An Oath for Life

Glenmary News

An Oath for Life

Brother Josiah Kimani receives a round of applause at his Final Oath liturgy.
He is training to become a nurse, heading into an area where healthcare is desperately needed.


Early in May, two students renewed their one-year oaths to Glenmary: Erick Orandi and Willy Kyagulanyi. Another student, Josiah Kimani, has completed his formation and just weeks ago, on May 29, came to the altar to make his final, lifelong oath to his Glenmary brothers. Now he is Brother Josiah. He first came to Glenmary five years ago, a Kenyan who had been working as missioner in the Philippines. 

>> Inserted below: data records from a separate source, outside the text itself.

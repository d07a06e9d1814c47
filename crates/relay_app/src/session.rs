use std::mem;
use std::sync::Arc;
use std::time::Instant;

use anyhow::{anyhow, bail, Result};
use chrono::Utc;
use engine_logging::engine_debug;
use relay_core::{
    update, AlertKind, AppState, IngestionStatus, Msg, StageId, TimeRangePolicy,
};
use relay_engine::{EngineHandle, HttpBackend};
use tokio::sync::mpsc::{self, UnboundedReceiver};

use crate::render;

/// Message loop between the core state and the engine, rendering alerts to
/// stderr as they appear.
pub struct Session {
    state: AppState,
    engine: EngineHandle,
    rx: UnboundedReceiver<Msg>,
    shown_alert: Option<String>,
}

impl Session {
    pub fn new(backend: Arc<HttpBackend>, policy: TimeRangePolicy) -> Self {
        let (tx, rx) = mpsc::unbounded_channel();
        Self {
            state: AppState::with_policy(policy),
            engine: EngineHandle::new(backend.clone(), backend, tx),
            rx,
            shown_alert: None,
        }
    }

    pub fn state(&self) -> &AppState {
        &self.state
    }

    pub fn dispatch(&mut self, msg: Msg) {
        engine_debug!("dispatch {:?}", msg);
        let state = mem::take(&mut self.state);
        let (state, effects) = update(state, msg);
        self.state = state;
        if self.state.consume_dirty() {
            self.render_alert();
        }
        self.engine.enqueue(effects);
    }

    pub fn alert(&mut self, message: impl Into<String>, kind: AlertKind) {
        self.dispatch(Msg::AlertRaised {
            message: message.into(),
            kind,
            at: Instant::now(),
        });
    }

    /// Waits for the stage's fetch to finish; a fetch error becomes an `Err`.
    pub async fn settle(&mut self, stage: StageId) -> Result<()> {
        while self.state.selection().stage(stage).loading {
            self.pump().await?;
        }
        match &self.state.selection().stage(stage).error {
            Some(error) => bail!("{stage} options unavailable: {error}"),
            None => Ok(()),
        }
    }

    /// Selects an option by id or label and waits for the next stage to load.
    pub async fn choose(&mut self, stage: StageId, needle: &str) -> Result<()> {
        let key = self
            .state
            .selection()
            .find_option(stage, needle)
            .map(|option| option.key.clone());
        let Some(key) = key else {
            // Let the controller reject it so the user sees the alert.
            self.dispatch(Msg::StageSelected {
                stage,
                key: Some(needle.to_owned()),
                at: Instant::now(),
            });
            bail!("no {stage} matches '{needle}'");
        };

        self.dispatch(Msg::StageSelected {
            stage,
            key: Some(key),
            at: Instant::now(),
        });
        match stage.child() {
            Some(child) => self.settle(child).await,
            None => Ok(()),
        }
    }

    pub async fn load_root(&mut self) -> Result<()> {
        self.dispatch(Msg::Initialize);
        self.settle(StageId::Team).await
    }

    /// Composes and submits the ingestion, waiting for the backend's answer.
    pub async fn ingest(&mut self) -> Result<()> {
        self.dispatch(Msg::IngestClicked {
            now: Utc::now(),
            at: Instant::now(),
        });
        while matches!(self.state.ingestion(), IngestionStatus::Submitting(_)) {
            self.pump().await?;
        }
        match self.state.ingestion() {
            IngestionStatus::Succeeded => Ok(()),
            IngestionStatus::Failed(message) => bail!("ingestion failed: {message}"),
            IngestionStatus::Idle | IngestionStatus::Submitting(_) => {
                let reason = self
                    .state
                    .alerts()
                    .current()
                    .map(|alert| alert.message.clone())
                    .unwrap_or_else(|| "ingestion was not submitted".to_string());
                Err(anyhow!(reason))
            }
        }
    }

    async fn pump(&mut self) -> Result<()> {
        let msg = self
            .rx
            .recv()
            .await
            .ok_or_else(|| anyhow!("engine stopped"))?;
        self.dispatch(msg);
        Ok(())
    }

    fn render_alert(&mut self) {
        let alert = self.state.view().alert;
        let line = alert.as_ref().map(render::alert_line);
        if line != self.shown_alert {
            if let Some(line) = &line {
                eprintln!("{line}");
            }
            self.shown_alert = line;
        }
    }
}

“It’s been a long journey, but it seems like only yesterday,” says Brother Josiah. “The idea of going to the rural places in America struck me [back then] because I never thought that in America, there were rural places where people don’t have Catholic churches.” So he came, he saw, and the chemistry was right. “I’m going to go with it,” he decided, and never turned back. 

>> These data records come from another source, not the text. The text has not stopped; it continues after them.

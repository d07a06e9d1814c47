use std::time::Duration;

use url::Url;

use crate::{FailureKind, TransportError};

#[derive(Debug, Clone)]
pub struct BackendSettings {
    pub base_url: String,
    pub connect_timeout: Duration,
    /// Covers the whole exchange, including a streamed answer body.
    pub request_timeout: Duration,
}

impl Default for BackendSettings {
    fn default() -> Self {
        Self {
            base_url: "http://localhost:8080".to_string(),
            connect_timeout: Duration::from_secs(10),
            request_timeout: Duration::from_secs(10 * 60),
        }
    }
}

/// reqwest-backed implementation of every transport seam.
#[derive(Debug, Clone)]
pub struct HttpBackend {
    pub(crate) client: reqwest::Client,
    base_url: Url,
}

impl HttpBackend {
    pub fn new(settings: &BackendSettings) -> Result<Self, TransportError> {
        let base_url = Url::parse(&settings.base_url)
            .map_err(|err| TransportError::new(FailureKind::InvalidUrl, err.to_string()))?;
        if base_url.cannot_be_a_base() {
            return Err(TransportError::new(
                FailureKind::InvalidUrl,
                format!("{} cannot be used as a base url", settings.base_url),
            ));
        }

        let client = reqwest::Client::builder()
            .connect_timeout(settings.connect_timeout)
            .timeout(settings.request_timeout)
            .build()
            .map_err(|err| TransportError::new(FailureKind::Network, err.to_string()))?;

        Ok(Self { client, base_url })
    }

    /// Appends path segments (percent-encoded) to the base url.
    pub(crate) fn endpoint(&self, segments: &[&str]) -> Url {
        let mut url = self.base_url.clone();
        if let Ok(mut path) = url.path_segments_mut() {
            path.pop_if_empty().extend(segments);
        }
        url
    }
}

pub(crate) fn check_status(response: &reqwest::Response) -> Result<(), TransportError> {
    let status = response.status();
    if status.is_success() {
        Ok(())
    } else {
        Err(TransportError::new(
            FailureKind::HttpStatus(status.as_u16()),
            status.to_string(),
        ))
    }
}

pub(crate) fn map_reqwest_error(err: reqwest::Error) -> TransportError {
    if err.is_timeout() {
        return TransportError::new(FailureKind::Timeout, err.to_string());
    }
    TransportError::new(FailureKind::Network, err.to_string())
}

He went through novitiate year to pray, and to learn the foundations of Glenmary’s mission. He studied at Glenmary’s formation house at St. Meinrad, and spent his summers in the home missions. In one Tennessee mission, he recalls, “I did homebound ministry, visiting the sick, then visiting the nursing home. I went to the senior center, as well—then Bible study, and dancing class as well!” It was an immersion into the life of a Glenmarian.

Unlike some candidates, Brother Josiah knew at the outset that he was called to religious brotherhood rather than priesthood. He had learned that while working in missions overseas. He came to Glenmary because, unlike some communities, Glenmarians have a vital understanding of and commitment to religious brotherhood. (Glenmary Brother Jack Henn, for example, was once national president of the Religious Brothers Conference.) 

Along the way he discerned that he would be a nurse. He particularly is attracted to community nursing. “I feel like you develop a rapport with patients that is not there in the hospital. There you might see a patient for some time, then they’re discharged and you never see them again. But once you do home health, the patients become part of your family.” That is especially true in small town ministry. 

When asked where he sees himself five years from now, Brother Josiah talks about community nursing. That, of course, is after he completes nursing school and is licensed—he’s started his studies already. And he sees other possibilities down the road with Glenmary Brother Levis Kuwa, a nurse who is preparing to study as a Nurse Practitioner. “Maybe we can have our own clinic, a small health center in the missions…It’s still an idea that’s out there.” It’s a dream of service. That, with God’s help, is the seed for something great to happen.